Godfrey Boyle. Godfrey Boyle was Co-editor of RT 1.0. He served as an academic at the Open University for 40years and is now Emeritus Professor of Renewable Energy at the Open University and is best known for his widely-used textbook Renewable Energy: Power for a Sustainable Future. He also wrote Living on the Sun (Calder and Boyars, 1975).

Peter Harper was co-editor of RT 1.0, and originated the term ‘alternative technology’, of which radical technology is a close cousin. He worked for thirty years at the Centre for Alternative Technology (CAT) in mid-Wales, and now lectures at the University of Bath. His personal web site is www.peterharper.org.

Chris Ryan is Professor of Design at the University of Melbourne, Director of the Victoria Eco-Innovation Lab, and co-founder of Ceres, the Australian equivalent of CAT.

Other participants include:

Steve Hunt, a radical historian and Librarian at the University of the West of England, author of Street Farm, a study of a 70s movement that had a strong influence on RT 1.0.

Mike Thomas, a radical film-maker and media expert, a key catalyst among the dotty academics.
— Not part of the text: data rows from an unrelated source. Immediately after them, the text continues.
//! HTTP layer: route handlers, DTOs, OpenAPI document and router
//! composition.

pub mod dto;
pub mod handlers;

use axum::Router;
use utoipa::OpenApi;

use crate::app_state::AppState;

/// OpenAPI document for every mounted endpoint.
#[derive(Debug, OpenApi)]
#[openapi(
    info(
        title = "payment-event-sync",
        description = "Signed payment-provider webhook receiver"
    ),
    paths(
        handlers::webhook::receive_event,
        handlers::webhook::describe_endpoint,
        handlers::system::health_handler,
    ),
    components(schemas(
        dto::WebhookAck,
        dto::WebhookDescriptor,
        handlers::system::HealthResponse,
        crate::error::ErrorResponse,
        crate::error::ErrorBody,
    )),
    tags(
        (name = "Webhooks", description = "Provider event intake"),
        (name = "System", description = "Operational endpoints"),
    )
)]
pub struct ApiDoc;

/// Builds the complete router with all HTTP endpoints.
pub fn build_router() -> Router<AppState> {
    Router::new()
        .merge(handlers::webhook::routes())
        .merge(handlers::system::routes())
}

#[cfg(test)]
mod tests {
    use super::*;

    #[test]
    fn openapi_lists_webhook_path() {
        let doc = ApiDoc::openapi();
        assert!(doc.paths.paths.contains_key("/api/webhooks/stripe"));
        assert!(doc.paths.paths.contains_key("/health"));
    }
}
//! Playlist campaign plan catalog.

/// A playlist-promotion tier.
///
/// Prices are held in cents to keep arithmetic exact.
#[derive(Debug, Clone, Copy, PartialEq, Eq)]
pub struct Plan {
    /// Catalog key as sent in checkout metadata.
    pub id: &'static str,
    /// Display name.
    pub name: &'static str,
    /// Price in cents.
    pub price_cents: i64,
    /// Marketing description stored alongside the campaign.
    pub description: &'static str,
}

/// The fixed catalog.
pub const PLANS: [Plan; 3] = [
    Plan {
        id: "indie",
        name: "Indie",
        price_cents: 9_999,
        description: "Pitch to 25+ curated playlists with a 30-day campaign report",
    },
    Plan {
        id: "pro",
        name: "Pro",
        price_cents: 29_999,
        description: "Pitch to 75+ playlists, editorial review and weekly analytics",
    },
    Plan {
        id: "superstar",
        name: "Superstar",
        price_cents: 49_999,
        description: "Pitch to 150+ playlists with priority placement and a dedicated curator",
    },
];

impl Plan {
    /// Finds a plan by catalog key.
    #[must_use]
    pub fn lookup(id: &str) -> Option<&'static Self> {
        PLANS.iter().find(|plan| plan.id == id)
    }

    /// Price in major currency units.
    #[must_use]
    pub fn price(&self) -> f64 {
        self.price_cents as f64 / 100.0
    }
}

#[cfg(test)]
#[allow(clippy::panic)]
mod tests {
    use super::*;

    #[test]
    fn catalog_prices() {
        let expected = [("indie", 99.99), ("pro", 299.99), ("superstar", 499.99)];
        for (id, price) in expected {
            let Some(plan) = Plan::lookup(id) else {
                panic!("plan {id} missing");
            };
            assert!((plan.price() - price).abs() < f64::EPSILON);
        }
    }

    #[test]
    fn unknown_plan_is_none() {
        assert!(Plan::lookup("platinum").is_none());
        assert!(Plan::lookup("INDIE").is_none());
    }
}
//! Webhook endpoints: signed event intake and a status descriptor.

use axum::body::Bytes;
use axum::extract::State;
use axum::http::{HeaderMap, StatusCode};
use axum::response::IntoResponse;
use axum::routing::post;
use axum::{Json, Router};
use chrono::Utc;
use tracing::warn;

use crate::api::dto::{WebhookAck, WebhookDescriptor};
use crate::app_state::AppState;
use crate::domain::EventKind;
use crate::error::{ErrorResponse, SyncError};
use crate::signature::SIGNATURE_HEADER;

/// `POST /api/webhooks/stripe`: receive a signed provider event.
///
/// # Errors
///
/// Returns 400 when the signature or payload cannot be verified and 500
/// when a handler fails and handler failures are surfaced.
#[utoipa::path(
    post,
    path = "/api/webhooks/stripe",
    tag = "Webhooks",
    summary = "Receive a provider event",
    description = "Verifies the `Stripe-Signature` header against the raw body, applies the event and records it in the audit log. Redeliveries of processed events are acknowledged without side effects.",
    request_body(content = String, description = "Raw event JSON", content_type = "application/json"),
    responses(
        (status = 200, description = "Event accepted", body = WebhookAck),
        (status = 400, description = "Signature or payload rejected", body = ErrorResponse),
        (status = 500, description = "Handler failed; the provider should retry", body = ErrorResponse),
    )
)]
pub async fn receive_event(
    State(state): State<AppState>,
    headers: HeaderMap,
    body: Bytes,
) -> Result<impl IntoResponse, SyncError> {
    let signature = match headers.get(SIGNATURE_HEADER) {
        Some(value) => Some(value.to_str().map_err(|_| {
            SyncError::InvalidSignature("header is not visible ASCII".to_string())
        })?),
        None => None,
    };

    let event = state
        .verifier
        .verify(&body, signature)
        .inspect_err(|e| warn!(error = %e, code = e.error_code(), "webhook delivery rejected"))?;

    let report = state.webhook_service.process(&event).await?;
    let ack = if report.duplicate {
        WebhookAck::duplicate()
    } else {
        WebhookAck::processed()
    };
    Ok((StatusCode::OK, Json(ack)))
}

/// `GET /api/webhooks/stripe`: endpoint status and supported events.
#[utoipa::path(
    get,
    path = "/api/webhooks/stripe",
    tag = "Webhooks",
    summary = "Webhook endpoint status",
    description = "Reports whether a signing secret is configured and lists the event types the endpoint handles.",
    responses(
        (status = 200, description = "Endpoint descriptor", body = WebhookDescriptor),
    )
)]
pub async fn describe_endpoint(State(state): State<AppState>) -> impl IntoResponse {
    (
        StatusCode::OK,
        Json(WebhookDescriptor {
            status: "ok".to_string(),
            webhook_secret_configured: state.verifier.is_configured(),
            timestamp: Utc::now().to_rfc3339(),
            supported_events: EventKind::ALL
                .iter()
                .map(|kind| kind.as_str().to_string())
                .collect(),
        }),
    )
}

/// Webhook routes mounted at the root level.
pub fn routes() -> Router<AppState> {
    Router::new().route(
        "/api/webhooks/stripe",
        post(receive_event).get(describe_endpoint),
    )
}
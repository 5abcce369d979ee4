//! Shared fixtures for unit tests.

use serde_json::{Value, json};

use crate::domain::{EventData, WebhookEvent};

pub(crate) const USER: &str = "8c1d7f3e-3f7a-4a43-9a55-0a4ad6f1c001";
pub(crate) const CREATED: i64 = 1_700_000_000;

pub(crate) fn event(id: &str, event_type: &str, account: Option<&str>, object: Value) -> WebhookEvent {
    WebhookEvent {
        id: id.to_string(),
        event_type: event_type.to_string(),
        created: CREATED,
        account: account.map(str::to_string),
        data: EventData { object },
    }
}

pub(crate) fn campaign_checkout(id: &str, session_id: &str, payment_status: &str) -> WebhookEvent {
    event(
        id,
        "checkout.session.completed",
        None,
        json!({
            "id": session_id,
            "object": "checkout.session",
            "mode": "payment",
            "payment_status": payment_status,
            "payment_intent": "pi_campaign",
            "amount_total": 29_999,
            "currency": "usd",
            "metadata": {
                "type": "playlist_campaign",
                "userId": USER,
                "planId": "pro"
            }
        }),
    )
}

pub(crate) fn account_updated(id: &str, account_id: &str, charges: bool, payouts: bool) -> WebhookEvent {
    event(
        id,
        "account.updated",
        Some(account_id),
        json!({
            "id": account_id,
            "object": "account",
            "charges_enabled": charges,
            "payouts_enabled": payouts,
            "details_submitted": true
        }),
    )
}
//! Verified webhook event envelope and the supported event kinds.

use std::fmt;

use serde::de::DeserializeOwned;
use serde::{Deserialize, Serialize};

use crate::error::SyncError;

/// A webhook event as delivered by the payment provider.
///
/// Only the envelope is typed; the embedded `data.object` stays a
/// [`serde_json::Value`] until a handler decodes the shape it expects.
#[derive(Debug, Clone, Serialize, Deserialize)]
pub struct WebhookEvent {
    /// Provider event id (`evt_...`).
    pub id: String,
    /// Event type tag (e.g. `"checkout.session.completed"`).
    #[serde(rename = "type")]
    pub event_type: String,
    /// Creation time in Unix epoch seconds.
    #[serde(default)]
    pub created: i64,
    /// Connected account the event originated from, if any.
    #[serde(default)]
    pub account: Option<String>,
    /// Event payload.
    pub data: EventData,
}

/// The `data` member of a [`WebhookEvent`].
#[derive(Debug, Clone, Serialize, Deserialize)]
pub struct EventData {
    /// The provider object the event describes.
    pub object: serde_json::Value,
}

impl WebhookEvent {
    /// Parses a raw (already verified) request body.
    ///
    /// # Errors
    ///
    /// Returns [`SyncError::MalformedEvent`] if the body is not a valid
    /// event envelope.
    pub fn from_slice(body: &[u8]) -> Result<Self, SyncError> {
        serde_json::from_slice(body).map_err(|e| SyncError::MalformedEvent(e.to_string()))
    }

    /// Returns the recognized kind, or `None` for unsupported types.
    #[must_use]
    pub fn kind(&self) -> Option<EventKind> {
        EventKind::parse(&self.event_type)
    }

    /// Decodes `data.object` into the provider object type `T`.
    ///
    /// # Errors
    ///
    /// Returns [`SyncError::MalformedEvent`] if the object does not have
    /// the expected shape.
    pub fn object<T: DeserializeOwned>(&self) -> Result<T, SyncError> {
        T::deserialize(&self.data.object).map_err(|e| {
            SyncError::MalformedEvent(format!("{} object: {e}", self.event_type))
        })
    }

    /// Resolves the connected account this event concerns.
    ///
    /// Prefers the envelope-level `account`. Falls back to the object's
    /// `account` field, the `destination` of a transfer, or the object id
    /// itself for `account.*` events.
    #[must_use]
    pub fn account_id(&self) -> Option<String> {
        if let Some(account) = self.account.as_deref().filter(|a| !a.is_empty()) {
            return Some(account.to_string());
        }
        let object = &self.data.object;
        let field = |name: &str| {
            object
                .get(name)
                .and_then(serde_json::Value::as_str)
                .filter(|s| !s.is_empty())
                .map(str::to_string)
        };
        match self.kind() {
            Some(EventKind::AccountUpdated) => field("id"),
            Some(EventKind::TransferCreated) => field("destination"),
            _ => field("account"),
        }
    }
}

/// The twelve event kinds the synchronizer acts on.
#[derive(Debug, Clone, Copy, PartialEq, Eq, Hash)]
pub enum EventKind {
    /// `checkout.session.completed`
    CheckoutSessionCompleted,
    /// `payment_intent.succeeded`
    PaymentIntentSucceeded,
    /// `payment_intent.payment_failed`
    PaymentIntentFailed,
    /// `customer.subscription.updated`
    SubscriptionUpdated,
    /// `customer.subscription.deleted`
    SubscriptionDeleted,
    /// `invoice.payment_succeeded`
    InvoicePaymentSucceeded,
    /// `transfer.created`
    TransferCreated,
    /// `account.updated`
    AccountUpdated,
    /// `payout.paid`
    PayoutPaid,
    /// `payout.failed`
    PayoutFailed,
    /// `capability.updated`
    CapabilityUpdated,
    /// `account.application.deauthorized`
    AccountDeauthorized,
}

impl EventKind {
    /// Every supported kind, in the order the descriptor lists them.
    pub const ALL: [Self; 12] = [
        Self::CheckoutSessionCompleted,
        Self::PaymentIntentSucceeded,
        Self::PaymentIntentFailed,
        Self::SubscriptionUpdated,
        Self::SubscriptionDeleted,
        Self::InvoicePaymentSucceeded,
        Self::TransferCreated,
        Self::AccountUpdated,
        Self::PayoutPaid,
        Self::PayoutFailed,
        Self::CapabilityUpdated,
        Self::AccountDeauthorized,
    ];

    /// Returns the provider's wire tag for this kind.
    #[must_use]
    pub const fn as_str(self) -> &'static str {
        match self {
            Self::CheckoutSessionCompleted => "checkout.session.completed",
            Self::PaymentIntentSucceeded => "payment_intent.succeeded",
            Self::PaymentIntentFailed => "payment_intent.payment_failed",
            Self::SubscriptionUpdated => "customer.subscription.updated",
            Self::SubscriptionDeleted => "customer.subscription.deleted",
            Self::InvoicePaymentSucceeded => "invoice.payment_succeeded",
            Self::TransferCreated => "transfer.created",
            Self::AccountUpdated => "account.updated",
            Self::PayoutPaid => "payout.paid",
            Self::PayoutFailed => "payout.failed",
            Self::CapabilityUpdated => "capability.updated",
            Self::AccountDeauthorized => "account.application.deauthorized",
        }
    }

    /// Parses a wire tag. Unsupported tags yield `None`.
    #[must_use]
    pub fn parse(tag: &str) -> Option<Self> {
        Self::ALL.into_iter().find(|kind| kind.as_str() == tag)
    }
}

impl fmt::Display for EventKind {
    fn fmt(&self, f: &mut fmt::Formatter<'_>) -> fmt::Result {
        f.write_str(self.as_str())
    }
}
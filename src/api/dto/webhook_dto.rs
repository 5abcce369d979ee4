//! Webhook endpoint response bodies.

use serde::Serialize;
use utoipa::ToSchema;

/// Acknowledgement returned for every accepted delivery.
#[derive(Debug, Clone, Serialize, ToSchema)]
pub struct WebhookAck {
    /// Always `true`; the event was verified and handled or skipped.
    pub received: bool,
    /// Present and `true` when the event id had already been processed.
    #[serde(skip_serializing_if = "Option::is_none")]
    pub duplicate: Option<bool>,
}

impl WebhookAck {
    /// Acknowledgement for a freshly processed event.
    #[must_use]
    pub const fn processed() -> Self {
        Self {
            received: true,
            duplicate: None,
        }
    }

    /// Acknowledgement for a redelivery that was not processed again.
    #[must_use]
    pub const fn duplicate() -> Self {
        Self {
            received: true,
            duplicate: Some(true),
        }
    }
}

/// Descriptor served by `GET /api/webhooks/stripe`.
#[derive(Debug, Clone, Serialize, ToSchema)]
pub struct WebhookDescriptor {
    /// Endpoint status, `"ok"`.
    pub status: String,
    /// Whether a signing secret is configured.
    pub webhook_secret_configured: bool,
    /// Current server time (RFC 3339).
    pub timestamp: String,
    /// Event type tags the endpoint handles.
    pub supported_events: Vec<String>,
}
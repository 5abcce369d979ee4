//! System endpoints.

use axum::extract::State;
use axum::http::StatusCode;
use axum::response::IntoResponse;
use axum::routing::get;
use axum::{Json, Router};
use chrono::Utc;
use serde::Serialize;
use utoipa::ToSchema;

use crate::app_state::AppState;

/// Health check response.
#[derive(Debug, Serialize, ToSchema)]
pub struct HealthResponse {
    status: String,
    timestamp: String,
    version: String,
    webhook_secret_configured: bool,
}

/// `GET /health`: service health status.
#[utoipa::path(
    get,
    path = "/health",
    tag = "System",
    summary = "Health check",
    description = "Returns service health status, version, current timestamp and whether deliveries can be verified.",
    responses(
        (status = 200, description = "Service is healthy", body = HealthResponse),
    )
)]
pub async fn health_handler(State(state): State<AppState>) -> impl IntoResponse {
    (
        StatusCode::OK,
        Json(HealthResponse {
            status: "healthy".to_string(),
            timestamp: Utc::now().to_rfc3339(),
            version: env!("CARGO_PKG_VERSION").to_string(),
            webhook_secret_configured: state.verifier.is_configured(),
        }),
    )
}

/// System routes mounted at the root level.
pub fn routes() -> Router<AppState> {
    Router::new().route("/health", get(health_handler))
}
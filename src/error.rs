//! Synchronizer error types with HTTP status code mapping.
//!
//! [`SyncError`] is the central error type for the service. Each variant
//! maps to a specific HTTP status code and structured JSON error response.

use axum::http::StatusCode;
use axum::response::{IntoResponse, Response};
use serde::Serialize;
use utoipa::ToSchema;

/// Structured JSON error response body.
///
/// All error responses follow this shape:
/// ```json
/// {
///   "error": {
///     "code": 1003,
///     "message": "invalid webhook signature: no v1 signature matched",
///     "details": null
///   }
/// }
/// ```
#[derive(Debug, Serialize, ToSchema)]
pub struct ErrorResponse {
    /// Structured error payload.
    pub error: ErrorBody,
}

/// Inner error body with numeric code and human-readable message.
#[derive(Debug, Serialize, ToSchema)]
pub struct ErrorBody {
    /// Numeric error code.
    pub code: u32,
    /// Human-readable error message.
    pub message: String,
    /// Optional additional details.
    #[serde(skip_serializing_if = "Option::is_none")]
    pub details: Option<String>,
}

/// Server-side error enum with HTTP status code mapping.
///
/// # Error Code Ranges
///
/// | Range     | Category             | HTTP Status                 |
/// |-----------|----------------------|-----------------------------|
/// | 1000–1099 | Verification         | 400 Bad Request             |
/// | 1100–1199 | Payload shape        | 422 Unprocessable Entity    |
/// | 3000–3999 | Server               | 500 Internal Server Error   |
#[derive(Debug, thiserror::Error)]
pub enum SyncError {
    /// The request carried no signature header.
    #[error("missing webhook signature header")]
    MissingSignature,

    /// No webhook secret is configured, so nothing can be verified.
    #[error("webhook secret is not configured")]
    SecretNotConfigured,

    /// Signature header was malformed or did not match the payload.
    #[error("invalid webhook signature: {0}")]
    InvalidSignature(String),

    /// Signature timestamp is older (or newer) than the allowed tolerance.
    #[error("signature timestamp {timestamp} is outside the {tolerance_secs}s tolerance")]
    TimestampOutsideTolerance {
        /// Timestamp carried by the `t=` element.
        timestamp: i64,
        /// Configured tolerance in seconds.
        tolerance_secs: u64,
    },

    /// Verified body could not be decoded as an event envelope.
    #[error("malformed event payload: {0}")]
    MalformedEvent(String),

    /// Required metadata keys are missing or inconsistent.
    #[error("invalid metadata: {0}")]
    InvalidMetadata(String),

    /// Campaign plan id is not in the catalog.
    #[error("unknown plan: {0}")]
    UnknownPlan(String),

    /// Persistence layer failure.
    #[error("persistence error: {0}")]
    Persistence(String),

    /// A handler failed while applying an event.
    #[error("handler for {event_type} failed on event {event_id}: {reason}")]
    HandlerFailed {
        /// Provider event id.
        event_id: String,
        /// Provider event type tag.
        event_type: String,
        /// Underlying failure message.
        reason: String,
    },

    /// Internal server error.
    #[error("internal error: {0}")]
    Internal(String),
}

impl SyncError {
    /// Returns the numeric error code for this variant.
    #[must_use]
    pub const fn error_code(&self) -> u32 {
        match self {
            Self::MissingSignature => 1001,
            Self::SecretNotConfigured => 1002,
            Self::InvalidSignature(_) => 1003,
            Self::TimestampOutsideTolerance { .. } => 1004,
            Self::MalformedEvent(_) => 1005,
            Self::InvalidMetadata(_) => 1100,
            Self::UnknownPlan(_) => 1101,
            Self::Internal(_) => 3000,
            Self::Persistence(_) => 3001,
            Self::HandlerFailed { .. } => 3002,
        }
    }

    /// Returns the HTTP status code for this variant.
    #[must_use]
    pub const fn status_code(&self) -> StatusCode {
        match self {
            Self::MissingSignature
            | Self::SecretNotConfigured
            | Self::InvalidSignature(_)
            | Self::TimestampOutsideTolerance { .. }
            | Self::MalformedEvent(_) => StatusCode::BAD_REQUEST,
            Self::InvalidMetadata(_) | Self::UnknownPlan(_) => StatusCode::UNPROCESSABLE_ENTITY,
            Self::Persistence(_) | Self::HandlerFailed { .. } | Self::Internal(_) => {
                StatusCode::INTERNAL_SERVER_ERROR
            }
        }
    }

    /// Returns `true` when a verified event carried data a handler cannot
    /// use. Redelivering the same payload would fail the same way.
    #[must_use]
    pub const fn is_data_shape(&self) -> bool {
        matches!(
            self,
            Self::InvalidMetadata(_) | Self::UnknownPlan(_) | Self::MalformedEvent(_)
        )
    }
}

impl From<sqlx::Error> for SyncError {
    fn from(err: sqlx::Error) -> Self {
        Self::Persistence(err.to_string())
    }
}

impl IntoResponse for SyncError {
    fn into_response(self) -> Response {
        let status = self.status_code();
        let body = ErrorResponse {
            error: ErrorBody {
                code: self.error_code(),
                message: self.to_string(),
                details: None,
            },
        };
        let mut response = axum::Json(body).into_response();
        *response.status_mut() = status;
        response
    }
}

#[cfg(test)]
mod tests {
    use super::*;

    #[test]
    fn verification_failures_map_to_bad_request() {
        let errors = [
            SyncError::MissingSignature,
            SyncError::SecretNotConfigured,
            SyncError::InvalidSignature("mismatch".to_string()),
            SyncError::TimestampOutsideTolerance {
                timestamp: 0,
                tolerance_secs: 300,
            },
            SyncError::MalformedEvent("eof".to_string()),
        ];
        for err in errors {
            assert_eq!(err.status_code(), StatusCode::BAD_REQUEST);
        }
    }

    #[test]
    fn handler_failure_is_server_error() {
        let err = SyncError::HandlerFailed {
            event_id: "evt_1".to_string(),
            event_type: "payout.paid".to_string(),
            reason: "db down".to_string(),
        };
        assert!(!err.is_data_shape());
        assert_eq!(err.status_code(), StatusCode::INTERNAL_SERVER_ERROR);
        assert_eq!(err.error_code(), 3002);
    }

    #[test]
    fn metadata_problems_are_data_shape() {
        assert!(SyncError::InvalidMetadata("userId".to_string()).is_data_shape());
        assert!(SyncError::UnknownPlan("gold".to_string()).is_data_shape());
        assert!(!SyncError::Persistence("timeout".to_string()).is_data_shape());
    }

    #[test]
    fn into_response_keeps_status() {
        let response = SyncError::MissingSignature.into_response();
        assert_eq!(response.status(), StatusCode::BAD_REQUEST);
    }
}
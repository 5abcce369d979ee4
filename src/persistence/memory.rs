//! In-process store.
//!
//! Mirrors the PostgreSQL semantics of every [`SyncStore`] operation,
//! including the conflict guards, so handler behavior is identical across
//! both backends. Also exposes inspection and seeding helpers for tests.

use std::collections::{HashMap, HashSet};
use std::sync::atomic::{AtomicBool, AtomicU64, Ordering};

use async_trait::async_trait;
use chrono::{DateTime, Duration, Utc};
use serde::Serialize;
use tokio::sync::RwLock;
use uuid::Uuid;

use super::models::{
    AccountRecord, AuditEvent, AuditStatus, CampaignActivation, CampaignRow, CampaignStatus, NewNotification,
    PaymentHistoryRecord, PaymentRecord, PaymentStatus, PayoutRecord, SubscriptionRecord,
    TransferRecord, UpsertOutcome,
};
use super::{CLAIM_STALE_AFTER_SECS, SyncStore};
use crate::error::SyncError;

/// Connected-account fields of an application profile.
#[derive(Debug, Clone, Default, PartialEq, Eq, Serialize)]
pub struct ProfileRow {
    /// Connected account id.
    pub stripe_account_id: Option<String>,
    /// Provider-side account status.
    pub stripe_account_status: Option<String>,
    /// Mirrored charges flag.
    pub charges_enabled: bool,
    /// Mirrored payouts flag.
    pub payouts_enabled: bool,
}

/// Payment fields of an uploaded track.
#[derive(Debug, Clone, PartialEq, Eq, Serialize)]
pub struct TrackRow {
    /// Uploading user.
    pub user_id: Uuid,
    /// Payment state.
    pub payment_status: PaymentStatus,
    /// Checkout session that paid for the upload.
    pub stripe_session_id: Option<String>,
    /// Payment intent of that session.
    pub stripe_payment_intent_id: Option<String>,
    /// Payment time.
    pub paid_at: Option<DateTime<Utc>>,
}

#[derive(Debug, Default)]
struct Tables {
    profiles: HashMap<Uuid, ProfileRow>,
    tracks: HashMap<Uuid, TrackRow>,
    campaigns: Vec<CampaignRow>,
    payments: HashMap<String, PaymentRecord>,
    subscriptions: HashMap<String, SubscriptionRecord>,
    payment_history: Vec<PaymentHistoryRecord>,
    transfers: Vec<TransferRecord>,
    payouts: HashMap<String, PayoutRecord>,
    accounts: HashMap<String, AccountRecord>,
    ready_notified: HashSet<String>,
    notifications: Vec<NewNotification>,
    audit: HashMap<String, AuditEvent>,
}

/// Store kept entirely in memory behind a [`tokio::sync::RwLock`].
#[derive(Debug, Default)]
pub struct MemoryStore {
    tables: RwLock<Tables>,
    data_writes: AtomicU64,
    fail_writes: AtomicBool,
}

impl MemoryStore {
    /// Creates an empty store.
    #[must_use]
    pub fn new() -> Self {
        Self::default()
    }

    /// Makes every subsequent non-audit write fail, to simulate an outage.
    pub fn set_fail_writes(&self, fail: bool) {
        self.fail_writes.store(fail, Ordering::SeqCst);
    }

    /// Number of successful writes outside the audit log.
    #[must_use]
    pub fn data_writes(&self) -> u64 {
        self.data_writes.load(Ordering::SeqCst)
    }

    fn begin_write(&self) -> Result<(), SyncError> {
        if self.fail_writes.load(Ordering::SeqCst) {
            return Err(SyncError::Persistence("simulated write failure".to_string()));
        }
        Ok(())
    }

    fn count_write(&self) {
        self.data_writes.fetch_add(1, Ordering::SeqCst);
    }

    /// Seeds a profile linked to a connected account.
    pub async fn insert_profile(&self, user_id: Uuid, account_id: &str) {
        self.tables.write().await.profiles.insert(
            user_id,
            ProfileRow {
                stripe_account_id: Some(account_id.to_string()),
                stripe_account_status: Some("active".to_string()),
                charges_enabled: true,
                payouts_enabled: true,
            },
        );
    }

    /// Seeds an unpaid track.
    pub async fn insert_track(&self, track_id: Uuid, user_id: Uuid) {
        self.tables.write().await.tracks.insert(
            track_id,
            TrackRow {
                user_id,
                payment_status: PaymentStatus::Pending,
                stripe_session_id: None,
                stripe_payment_intent_id: None,
                paid_at: None,
            },
        );
    }

    /// Seeds a `pending_payment` campaign placeholder, as the application
    /// does when it creates a checkout session.
    pub async fn insert_campaign_placeholder(
        &self,
        session_id: &str,
        user_id: Uuid,
        plan_type: &str,
        plan_price_cents: i64,
    ) -> Uuid {
        let id = Uuid::new_v4();
        self.tables.write().await.campaigns.push(CampaignRow {
            id,
            user_id,
            release_id: None,
            plan_type: plan_type.to_string(),
            plan_name: None,
            plan_price_cents,
            status: CampaignStatus::PendingPayment,
            payment_status: PaymentStatus::Pending,
            stripe_session_id: Some(session_id.to_string()),
            stripe_payment_intent_id: None,
            paid_at: None,
            campaign_metadata: serde_json::json!({}),
        });
        id
    }

    /// All campaigns.
    pub async fn campaigns(&self) -> Vec<CampaignRow> {
        self.tables.read().await.campaigns.clone()
    }

    /// A single track.
    pub async fn track(&self, track_id: Uuid) -> Option<TrackRow> {
        self.tables.read().await.tracks.get(&track_id).cloned()
    }

    /// A single profile.
    pub async fn profile(&self, user_id: Uuid) -> Option<ProfileRow> {
        self.tables.read().await.profiles.get(&user_id).cloned()
    }

    /// A single payment record.
    pub async fn payment(&self, payment_intent_id: &str) -> Option<PaymentRecord> {
        self.tables
            .read()
            .await
            .payments
            .get(payment_intent_id)
            .cloned()
    }

    /// A single subscription.
    pub async fn subscription(&self, subscription_id: &str) -> Option<SubscriptionRecord> {
        self.tables
            .read()
            .await
            .subscriptions
            .get(subscription_id)
            .cloned()
    }

    /// All payment history rows.
    pub async fn payment_history(&self) -> Vec<PaymentHistoryRecord> {
        self.tables.read().await.payment_history.clone()
    }

    /// All transfers.
    pub async fn transfers(&self) -> Vec<TransferRecord> {
        self.tables.read().await.transfers.clone()
    }

    /// A single payout.
    pub async fn payout(&self, payout_id: &str) -> Option<PayoutRecord> {
        self.tables.read().await.payouts.get(payout_id).cloned()
    }

    /// All notifications in insertion order.
    pub async fn notifications(&self) -> Vec<NewNotification> {
        self.tables.read().await.notifications.clone()
    }

    /// All audit rows.
    pub async fn audit_events(&self) -> Vec<AuditEvent> {
        self.tables.read().await.audit.values().cloned().collect()
    }
}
Herbert Girardet, a well-known authority on sustainable cities and author of many books on related themes.

Jackie Carpenter, an engineer, former President of the Women’s Engineering Society and founder of the alternative energy organisation Energy 21.

Martin Fodor, a Green Party councillor in Bristol, a locally well-known environmentalist who was author of Bristol’s first Recycling Plan

Robin Roy. Emeritus Professor of Design and Environment at the Open University, an authority on sustainable products and production.

Wendy Stephenson, a renewable energy engineer and director the Bristol charity Converging World

Ian Roderick, Director of the Schumacher Institute for Sustainable Systems.